╔══

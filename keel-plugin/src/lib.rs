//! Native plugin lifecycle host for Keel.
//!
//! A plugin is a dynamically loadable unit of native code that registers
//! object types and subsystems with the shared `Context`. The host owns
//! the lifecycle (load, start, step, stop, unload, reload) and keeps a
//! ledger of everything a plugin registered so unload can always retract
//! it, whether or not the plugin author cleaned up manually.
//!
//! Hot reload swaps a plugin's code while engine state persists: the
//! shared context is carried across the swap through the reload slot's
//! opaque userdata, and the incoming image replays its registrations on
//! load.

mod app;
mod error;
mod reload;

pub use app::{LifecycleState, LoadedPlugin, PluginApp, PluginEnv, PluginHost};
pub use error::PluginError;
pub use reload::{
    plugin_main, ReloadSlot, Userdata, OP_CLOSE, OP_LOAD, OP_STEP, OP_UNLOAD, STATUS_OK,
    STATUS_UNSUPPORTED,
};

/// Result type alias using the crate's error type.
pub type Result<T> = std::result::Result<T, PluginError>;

╚══

### WHAT THIS TASK INVOLVES
Retype all of the entries shown above, exactly.

### RESPONSE BOX
filename keel-plugin/src/lib.rs
//! Native plugin lifecycle host for Keel.
//!
//! A plugin is a dynamically loadable unit of native code that registers
//! object types and subsystems with the shared `Context`. The host owns
//! the lifecycle (load, start, step, stop, unload, reload) and keeps a
//! ledger of everything a plugin registered so unload can always retract
//! it, whether or not the plugin author cleaned up manually.
//!
//! Hot reload swaps a plugin's code while engine state persists: the
//! shared context is carried across the swap through the reload slot's
//! opaque userdata, and the incoming image replays its registrations on
//! load.

mod app;
mod error;
mod reload;

pub use app::{LifecycleState, LoadedPlugin, PluginApp, PluginEnv, PluginHost};
pub use error::PluginError;
pub use reload::{
    plugin_main, ReloadSlot, Userdata, OP_CLOSE, OP_LOAD, OP_STEP, OP_UNLOAD, STATUS_OK,
    STATUS_UNSUPPORTED,
};

/// Result type alias using the crate's error type.
pub type Result<T> = std::result::Result<T, PluginError>;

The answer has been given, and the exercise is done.